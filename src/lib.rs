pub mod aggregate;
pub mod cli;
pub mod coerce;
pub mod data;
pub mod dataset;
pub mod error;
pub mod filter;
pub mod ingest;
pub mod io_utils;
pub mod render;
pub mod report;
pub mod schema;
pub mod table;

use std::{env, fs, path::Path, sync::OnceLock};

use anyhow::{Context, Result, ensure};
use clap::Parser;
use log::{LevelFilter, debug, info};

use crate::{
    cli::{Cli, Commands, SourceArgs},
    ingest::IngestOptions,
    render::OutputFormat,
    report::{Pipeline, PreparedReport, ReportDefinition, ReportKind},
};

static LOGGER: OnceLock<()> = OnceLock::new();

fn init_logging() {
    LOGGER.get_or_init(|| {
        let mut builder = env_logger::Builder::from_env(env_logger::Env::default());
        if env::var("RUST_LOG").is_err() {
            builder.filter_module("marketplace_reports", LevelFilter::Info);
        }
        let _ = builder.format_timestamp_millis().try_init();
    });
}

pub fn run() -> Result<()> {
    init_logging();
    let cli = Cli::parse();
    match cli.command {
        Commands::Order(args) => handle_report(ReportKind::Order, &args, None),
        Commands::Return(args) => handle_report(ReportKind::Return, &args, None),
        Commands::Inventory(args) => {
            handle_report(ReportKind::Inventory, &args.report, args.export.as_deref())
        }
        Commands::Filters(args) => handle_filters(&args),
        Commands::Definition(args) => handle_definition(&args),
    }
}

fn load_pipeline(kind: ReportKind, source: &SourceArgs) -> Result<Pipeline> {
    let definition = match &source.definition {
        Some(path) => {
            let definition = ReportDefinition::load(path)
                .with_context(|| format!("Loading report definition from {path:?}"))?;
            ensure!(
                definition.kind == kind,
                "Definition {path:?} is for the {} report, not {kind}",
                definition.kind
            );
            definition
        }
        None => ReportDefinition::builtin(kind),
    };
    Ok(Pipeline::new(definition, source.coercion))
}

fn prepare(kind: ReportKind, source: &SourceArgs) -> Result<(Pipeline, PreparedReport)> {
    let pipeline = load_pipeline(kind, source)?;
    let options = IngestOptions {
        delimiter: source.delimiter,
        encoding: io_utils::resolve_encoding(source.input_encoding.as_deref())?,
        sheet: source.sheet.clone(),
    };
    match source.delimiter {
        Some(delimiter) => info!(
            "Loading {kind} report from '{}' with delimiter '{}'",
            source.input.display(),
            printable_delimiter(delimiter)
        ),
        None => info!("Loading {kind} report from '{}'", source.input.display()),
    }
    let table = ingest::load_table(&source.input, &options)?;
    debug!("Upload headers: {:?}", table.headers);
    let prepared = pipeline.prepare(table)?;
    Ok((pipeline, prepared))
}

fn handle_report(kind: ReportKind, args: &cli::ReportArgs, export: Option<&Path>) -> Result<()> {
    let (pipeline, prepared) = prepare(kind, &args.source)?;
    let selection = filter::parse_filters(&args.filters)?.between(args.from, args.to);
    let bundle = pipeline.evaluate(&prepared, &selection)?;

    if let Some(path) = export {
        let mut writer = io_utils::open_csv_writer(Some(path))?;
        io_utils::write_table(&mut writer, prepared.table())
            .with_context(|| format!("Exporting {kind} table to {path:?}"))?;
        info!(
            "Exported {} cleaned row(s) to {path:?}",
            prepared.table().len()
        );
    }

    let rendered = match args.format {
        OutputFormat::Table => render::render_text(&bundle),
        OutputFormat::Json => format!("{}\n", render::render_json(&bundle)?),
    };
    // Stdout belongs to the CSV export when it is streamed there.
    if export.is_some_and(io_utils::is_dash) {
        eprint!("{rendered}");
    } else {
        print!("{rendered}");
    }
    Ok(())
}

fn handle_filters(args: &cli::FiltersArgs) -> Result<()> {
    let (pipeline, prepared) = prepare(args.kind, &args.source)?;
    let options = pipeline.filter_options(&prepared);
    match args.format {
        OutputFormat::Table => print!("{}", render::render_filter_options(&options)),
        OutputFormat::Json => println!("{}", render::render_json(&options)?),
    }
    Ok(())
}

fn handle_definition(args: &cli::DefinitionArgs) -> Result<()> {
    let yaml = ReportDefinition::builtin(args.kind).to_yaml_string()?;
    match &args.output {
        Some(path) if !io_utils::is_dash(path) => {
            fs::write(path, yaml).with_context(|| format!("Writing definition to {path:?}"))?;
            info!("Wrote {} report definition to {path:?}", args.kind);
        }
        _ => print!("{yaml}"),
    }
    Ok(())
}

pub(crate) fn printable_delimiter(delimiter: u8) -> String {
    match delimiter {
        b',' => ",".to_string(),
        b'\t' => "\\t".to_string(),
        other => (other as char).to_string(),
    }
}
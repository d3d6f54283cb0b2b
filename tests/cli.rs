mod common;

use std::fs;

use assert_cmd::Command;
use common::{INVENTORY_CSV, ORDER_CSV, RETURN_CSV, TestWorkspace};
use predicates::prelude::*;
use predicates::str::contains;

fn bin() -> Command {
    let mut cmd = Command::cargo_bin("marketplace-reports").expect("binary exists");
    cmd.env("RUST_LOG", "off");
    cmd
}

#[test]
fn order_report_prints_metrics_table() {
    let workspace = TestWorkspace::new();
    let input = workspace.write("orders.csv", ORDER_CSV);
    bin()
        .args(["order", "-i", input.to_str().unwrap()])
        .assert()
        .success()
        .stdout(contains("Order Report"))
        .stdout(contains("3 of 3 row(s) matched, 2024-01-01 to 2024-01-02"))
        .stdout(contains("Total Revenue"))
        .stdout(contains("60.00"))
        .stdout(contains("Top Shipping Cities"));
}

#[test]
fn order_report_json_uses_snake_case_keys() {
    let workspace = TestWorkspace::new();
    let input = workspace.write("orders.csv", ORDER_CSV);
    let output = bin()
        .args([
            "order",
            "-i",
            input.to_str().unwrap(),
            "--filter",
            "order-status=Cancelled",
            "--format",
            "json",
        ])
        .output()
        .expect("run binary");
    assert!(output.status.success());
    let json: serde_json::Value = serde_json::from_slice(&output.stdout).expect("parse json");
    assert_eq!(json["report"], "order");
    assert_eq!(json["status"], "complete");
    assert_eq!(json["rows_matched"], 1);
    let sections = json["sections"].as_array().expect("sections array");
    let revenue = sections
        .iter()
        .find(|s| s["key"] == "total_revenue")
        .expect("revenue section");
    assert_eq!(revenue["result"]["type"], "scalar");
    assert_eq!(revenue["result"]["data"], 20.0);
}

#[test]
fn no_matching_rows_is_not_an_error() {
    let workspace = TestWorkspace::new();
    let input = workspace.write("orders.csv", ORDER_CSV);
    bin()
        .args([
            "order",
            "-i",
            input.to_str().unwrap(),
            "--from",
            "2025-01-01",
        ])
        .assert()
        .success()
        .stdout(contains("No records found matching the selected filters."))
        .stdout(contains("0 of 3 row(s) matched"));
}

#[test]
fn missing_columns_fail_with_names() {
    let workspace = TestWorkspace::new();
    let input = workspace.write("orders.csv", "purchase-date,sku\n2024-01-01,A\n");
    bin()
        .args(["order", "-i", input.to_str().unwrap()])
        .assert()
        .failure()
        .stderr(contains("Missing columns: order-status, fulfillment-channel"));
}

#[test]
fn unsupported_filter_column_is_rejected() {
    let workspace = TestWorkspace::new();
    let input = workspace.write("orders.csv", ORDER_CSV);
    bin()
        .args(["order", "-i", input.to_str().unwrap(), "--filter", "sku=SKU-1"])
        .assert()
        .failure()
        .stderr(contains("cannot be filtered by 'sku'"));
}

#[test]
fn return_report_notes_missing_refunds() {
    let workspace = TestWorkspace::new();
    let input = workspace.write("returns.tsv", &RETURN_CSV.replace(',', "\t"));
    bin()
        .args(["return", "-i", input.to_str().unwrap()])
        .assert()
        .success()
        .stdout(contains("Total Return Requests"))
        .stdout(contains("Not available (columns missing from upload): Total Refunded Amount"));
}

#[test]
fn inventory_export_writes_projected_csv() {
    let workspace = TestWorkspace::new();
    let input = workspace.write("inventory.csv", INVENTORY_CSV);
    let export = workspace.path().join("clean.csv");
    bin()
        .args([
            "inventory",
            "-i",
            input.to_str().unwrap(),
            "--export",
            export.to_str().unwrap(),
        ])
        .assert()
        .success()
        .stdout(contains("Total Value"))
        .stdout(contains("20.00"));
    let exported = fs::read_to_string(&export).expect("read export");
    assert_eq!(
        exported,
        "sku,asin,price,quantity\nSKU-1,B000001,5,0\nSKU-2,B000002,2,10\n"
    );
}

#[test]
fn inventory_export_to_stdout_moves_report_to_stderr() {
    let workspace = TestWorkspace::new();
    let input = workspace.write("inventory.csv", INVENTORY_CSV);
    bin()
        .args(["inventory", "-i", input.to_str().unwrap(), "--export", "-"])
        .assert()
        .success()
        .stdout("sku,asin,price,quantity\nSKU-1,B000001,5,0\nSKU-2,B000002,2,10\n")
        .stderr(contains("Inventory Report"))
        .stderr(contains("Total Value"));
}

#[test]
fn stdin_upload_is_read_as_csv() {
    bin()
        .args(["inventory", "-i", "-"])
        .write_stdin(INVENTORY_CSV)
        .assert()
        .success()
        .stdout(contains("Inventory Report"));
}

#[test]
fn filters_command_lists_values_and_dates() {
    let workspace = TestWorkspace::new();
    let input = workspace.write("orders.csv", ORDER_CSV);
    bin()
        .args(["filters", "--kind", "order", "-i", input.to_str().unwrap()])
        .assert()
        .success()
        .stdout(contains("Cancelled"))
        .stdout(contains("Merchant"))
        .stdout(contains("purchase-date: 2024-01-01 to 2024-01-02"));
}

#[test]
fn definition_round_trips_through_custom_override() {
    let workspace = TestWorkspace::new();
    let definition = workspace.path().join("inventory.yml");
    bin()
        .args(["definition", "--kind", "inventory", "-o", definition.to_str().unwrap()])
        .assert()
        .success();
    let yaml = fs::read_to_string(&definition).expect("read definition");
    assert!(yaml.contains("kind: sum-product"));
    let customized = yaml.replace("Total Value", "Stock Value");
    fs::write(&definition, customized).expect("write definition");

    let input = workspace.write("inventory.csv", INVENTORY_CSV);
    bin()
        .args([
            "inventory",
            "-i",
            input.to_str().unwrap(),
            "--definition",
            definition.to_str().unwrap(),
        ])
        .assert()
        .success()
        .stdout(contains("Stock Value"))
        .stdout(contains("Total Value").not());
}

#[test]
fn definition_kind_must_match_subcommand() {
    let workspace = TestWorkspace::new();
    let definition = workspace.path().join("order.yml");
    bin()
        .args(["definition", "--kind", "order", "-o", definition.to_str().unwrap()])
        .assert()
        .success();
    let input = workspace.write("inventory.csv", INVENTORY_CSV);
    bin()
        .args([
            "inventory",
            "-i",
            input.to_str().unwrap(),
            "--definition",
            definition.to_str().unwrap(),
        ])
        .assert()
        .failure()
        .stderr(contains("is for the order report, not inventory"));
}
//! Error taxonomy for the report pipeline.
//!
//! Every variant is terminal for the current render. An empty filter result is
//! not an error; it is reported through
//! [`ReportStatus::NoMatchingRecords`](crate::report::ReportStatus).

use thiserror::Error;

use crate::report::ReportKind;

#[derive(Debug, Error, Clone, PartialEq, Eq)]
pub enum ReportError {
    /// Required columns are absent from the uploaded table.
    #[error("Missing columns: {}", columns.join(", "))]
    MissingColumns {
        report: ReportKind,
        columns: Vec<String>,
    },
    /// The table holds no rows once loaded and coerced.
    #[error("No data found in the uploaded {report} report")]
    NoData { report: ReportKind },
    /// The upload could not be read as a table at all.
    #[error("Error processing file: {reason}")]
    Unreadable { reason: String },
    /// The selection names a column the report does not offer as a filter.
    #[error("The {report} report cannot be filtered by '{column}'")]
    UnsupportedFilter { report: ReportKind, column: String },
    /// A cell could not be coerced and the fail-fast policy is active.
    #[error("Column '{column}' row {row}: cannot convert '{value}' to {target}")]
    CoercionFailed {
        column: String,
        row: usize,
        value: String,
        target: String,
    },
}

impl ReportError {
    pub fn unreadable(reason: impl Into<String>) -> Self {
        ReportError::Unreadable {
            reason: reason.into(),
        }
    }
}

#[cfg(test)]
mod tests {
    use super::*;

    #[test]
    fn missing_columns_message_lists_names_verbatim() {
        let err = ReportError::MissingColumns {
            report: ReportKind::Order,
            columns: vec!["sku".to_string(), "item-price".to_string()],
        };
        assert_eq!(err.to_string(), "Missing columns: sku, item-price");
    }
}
----
### What is being asked
What you return should be the lines from the beginning of the records through the one that contains "use clap::Parser;", repeated exactly and with no additions.

### Your solution
filename src/lib.rs
pub mod aggregate;
pub mod cli;
pub mod coerce;
pub mod data;
pub mod dataset;
pub mod error;
pub mod filter;
pub mod ingest;
pub mod io_utils;
pub mod render;
pub mod report;
pub mod schema;
pub mod table;

use std::{env, fs, path::Path, sync::OnceLock};

use anyhow::{Context, Result, ensure};
use clap::Parser;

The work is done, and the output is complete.